* Task inputs *
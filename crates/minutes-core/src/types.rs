use std::fmt;

use chrono::{NaiveDate, NaiveDateTime};
use serde::{Deserialize, Serialize};

// =============================================================================
// Identity
// =============================================================================

/// An authenticated user as returned by `GET /api/auth/me`.
#[derive(Clone, Debug, PartialEq, Eq, Serialize, Deserialize)]
pub struct User {
    pub id: i64,
    pub email: String,
    #[serde(default = "default_true")]
    pub is_active: bool,
    #[serde(default, with = "server_timestamp::option")]
    pub created_at: Option<NaiveDateTime>,
}

fn default_true() -> bool {
    true
}

// =============================================================================
// Meetings
// =============================================================================

/// One entry of the meeting history list.
#[derive(Clone, Debug, PartialEq, Eq, Serialize, Deserialize)]
pub struct MeetingSummary {
    pub id: i64,
    #[serde(default)]
    pub title: Option<String>,
    #[serde(with = "server_timestamp")]
    pub created_at: NaiveDateTime,
    #[serde(default)]
    pub task_count: u32,
}

impl MeetingSummary {
    /// Calendar day the meeting was recorded on.
    pub fn date(&self) -> NaiveDate {
        self.created_at.date()
    }

    /// Title for display, with a placeholder for untitled meetings.
    pub fn display_title(&self) -> &str {
        self.title.as_deref().unwrap_or("Untitled meeting")
    }
}

/// A task extracted from a meeting.
#[derive(Clone, Debug, PartialEq, Eq, Serialize, Deserialize)]
pub struct TaskItem {
    pub id: i64,
    pub title: String,
    #[serde(default)]
    pub description: Option<String>,
    #[serde(default)]
    pub assigned_to: Option<String>,
    #[serde(default)]
    pub deadline: Option<String>,
    pub status: String,
}

/// Full meeting record with transcript, summary and tasks.
#[derive(Clone, Debug, PartialEq, Eq, Serialize, Deserialize)]
pub struct MeetingDetail {
    pub id: i64,
    #[serde(default)]
    pub title: Option<String>,
    pub transcript: String,
    #[serde(default)]
    pub summary: Option<String>,
    #[serde(default)]
    pub key_points: Vec<String>,
    #[serde(default)]
    pub decisions: Vec<String>,
    #[serde(with = "server_timestamp")]
    pub created_at: NaiveDateTime,
    #[serde(default)]
    pub tasks: Vec<TaskItem>,
}

// =============================================================================
// Conversation
// =============================================================================

/// Who authored a conversational turn.
#[derive(Clone, Copy, Debug, PartialEq, Eq, Hash, Serialize, Deserialize)]
#[serde(rename_all = "snake_case")]
pub enum Role {
    User,
    Assistant,
}

impl fmt::Display for Role {
    fn fmt(&self, f: &mut fmt::Formatter<'_>) -> fmt::Result {
        match self {
            Role::User => write!(f, "user"),
            Role::Assistant => write!(f, "assistant"),
        }
    }
}

/// One message in a conversation, as displayed.
///
/// `sources` is only ever non-empty for assistant turns.
#[derive(Clone, Debug, PartialEq, Eq, Serialize, Deserialize)]
pub struct Turn {
    pub role: Role,
    pub content: String,
    #[serde(default, skip_serializing_if = "Vec::is_empty")]
    pub sources: Vec<String>,
}

impl Turn {
    pub fn user(content: impl Into<String>) -> Self {
        Self {
            role: Role::User,
            content: content.into(),
            sources: Vec::new(),
        }
    }

    pub fn assistant(content: impl Into<String>, sources: Vec<String>) -> Self {
        Self {
            role: Role::Assistant,
            content: content.into(),
            sources,
        }
    }
}

/// Optional constraint narrowing which meetings a question is answered against.
///
/// Parameterizes future questions only; past turns are never re-scoped.
#[derive(Clone, Debug, Default, PartialEq, Eq, Serialize, Deserialize)]
pub struct ScopeFilter {
    pub meeting_id: Option<i64>,
    pub date: Option<NaiveDate>,
}

impl ScopeFilter {
    pub fn is_empty(&self) -> bool {
        self.meeting_id.is_none() && self.date.is_none()
    }
}

// =============================================================================
// Timestamps
// =============================================================================

/// Serde helpers for server timestamps.
///
/// The backend emits naive ISO-8601 datetimes (`2024-05-01T09:30:00.123456`);
/// RFC 3339 values with an offset are also accepted and reduced to UTC.
pub mod server_timestamp {
    use chrono::{DateTime, NaiveDateTime};
    use serde::{Deserialize, Deserializer, Serializer};

    const FORMAT: &str = "%Y-%m-%dT%H:%M:%S%.f";

    pub fn parse(raw: &str) -> Option<NaiveDateTime> {
        if let Ok(dt) = DateTime::parse_from_rfc3339(raw) {
            return Some(dt.naive_utc());
        }
        NaiveDateTime::parse_from_str(raw, FORMAT)
            .or_else(|_| NaiveDateTime::parse_from_str(raw, "%Y-%m-%d %H:%M:%S%.f"))
            .ok()
    }

    pub fn serialize<S: Serializer>(value: &NaiveDateTime, s: S) -> Result<S::Ok, S::Error> {
        s.serialize_str(&value.format(FORMAT).to_string())
    }

    pub fn deserialize<'de, D: Deserializer<'de>>(d: D) -> Result<NaiveDateTime, D::Error> {
        let raw = String::deserialize(d)?;
        parse(&raw).ok_or_else(|| serde::de::Error::custom(format!("invalid timestamp: {raw}")))
    }

    pub mod option {
        use chrono::NaiveDateTime;
        use serde::{Deserialize, Deserializer, Serializer};

        pub fn serialize<S: Serializer>(
            value: &Option<NaiveDateTime>,
            s: S,
        ) -> Result<S::Ok, S::Error> {
            match value {
                Some(v) => super::serialize(v, s),
                None => s.serialize_none(),
            }
        }

        pub fn deserialize<'de, D: Deserializer<'de>>(
            d: D,
        ) -> Result<Option<NaiveDateTime>, D::Error> {
            let raw: Option<String> = Option::deserialize(d)?;
            match raw {
                Some(raw) => super::parse(&raw).map(Some).ok_or_else(|| {
                    serde::de::Error::custom(format!("invalid timestamp: {raw}"))
                }),
                None => Ok(None),
            }
        }
    }
}
use std::path::{Path, PathBuf};

use serde::{Deserialize, Serialize};
use tracing::{info, warn};

use crate::error::{MinutesError, Result};

/// Top-level configuration for the Meeting Notes client.
///
/// Loaded from `~/.minutes/config.toml` by default. Every section falls back to
/// its defaults when omitted.
#[derive(Debug, Clone, Default, Serialize, Deserialize)]
pub struct MinutesConfig {
    #[serde(default)]
    pub general: GeneralConfig,
    #[serde(default)]
    pub server: ServerConfig,
    #[serde(default)]
    pub session: SessionConfig,
}

impl MinutesConfig {
    /// Load configuration from a TOML file.
    ///
    /// Returns an error if the file cannot be read or parsed.
    pub fn load(path: &Path) -> Result<Self> {
        let content = std::fs::read_to_string(path)?;
        let config: MinutesConfig = toml::from_str(&content)?;
        info!("Configuration loaded from {}", path.display());
        Ok(config)
    }

    /// Load configuration from a TOML file, falling back to defaults if the
    /// file does not exist or cannot be parsed.
    pub fn load_or_default(path: &Path) -> Self {
        match Self::load(path) {
            Ok(config) => config,
            Err(e) => {
                warn!(
                    "Failed to load config from {}: {}. Using defaults.",
                    path.display(),
                    e
                );
                Self::default()
            }
        }
    }

    /// Save the current configuration to a TOML file.
    pub fn save(&self, path: &Path) -> Result<()> {
        if let Some(parent) = path.parent() {
            std::fs::create_dir_all(parent)?;
        }
        let content =
            toml::to_string_pretty(self).map_err(|e| MinutesError::Config(e.to_string()))?;
        std::fs::write(path, content)?;
        info!("Configuration saved to {}", path.display());
        Ok(())
    }
}

/// General application settings.
#[derive(Debug, Clone, Serialize, Deserialize)]
#[serde(default)]
pub struct GeneralConfig {
    /// Log level: trace, debug, info, warn, error.
    pub log_level: String,
}

impl Default for GeneralConfig {
    fn default() -> Self {
        Self {
            log_level: "info".to_string(),
        }
    }
}

/// Backend server settings.
#[derive(Debug, Clone, Serialize, Deserialize)]
#[serde(default)]
pub struct ServerConfig {
    /// Base URL of the Meeting Notes API, without the `/api` prefix.
    pub base_url: String,
    /// Client-side request timeout in seconds. 0 disables the timeout.
    pub request_timeout_secs: u64,
}

impl Default for ServerConfig {
    fn default() -> Self {
        Self {
            base_url: "http://localhost:8000".to_string(),
            request_timeout_secs: 0,
        }
    }
}

/// Session persistence settings.
#[derive(Debug, Clone, Serialize, Deserialize)]
#[serde(default)]
pub struct SessionConfig {
    /// File holding the persisted bearer credential.
    pub credential_path: String,
}

impl Default for SessionConfig {
    fn default() -> Self {
        Self {
            credential_path: "~/.minutes/credential".to_string(),
        }
    }
}

impl SessionConfig {
    /// The credential path with a leading `~/` expanded.
    pub fn resolved_credential_path(&self) -> PathBuf {
        expand_home(&self.credential_path)
    }
}

/// Expand a leading `~/` against the user's home directory.
///
/// Paths without the prefix, or with no resolvable home, are returned as-is.
pub fn expand_home(path: &str) -> PathBuf {
    if let Some(rest) = path.strip_prefix("~/") {
        if let Some(home) = home_dir() {
            return home.join(rest);
        }
    }
    PathBuf::from(path)
}

/// The user's home directory from `HOME` (or `USERPROFILE` on Windows).
pub fn home_dir() -> Option<PathBuf> {
    #[cfg(target_os = "windows")]
    if let Ok(home) = std::env::var("USERPROFILE") {
        return Some(PathBuf::from(home));
    }
    #[cfg(not(target_os = "windows"))]
    if let Ok(home) = std::env::var("HOME") {
        return Some(PathBuf::from(home));
    }
    None
}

* The problem *
The string "GeneralConfig" marks the lines to copy; report each of them from the data above.

* Reply to the task *
    pub general: GeneralConfig,
pub struct GeneralConfig {
impl Default for GeneralConfig {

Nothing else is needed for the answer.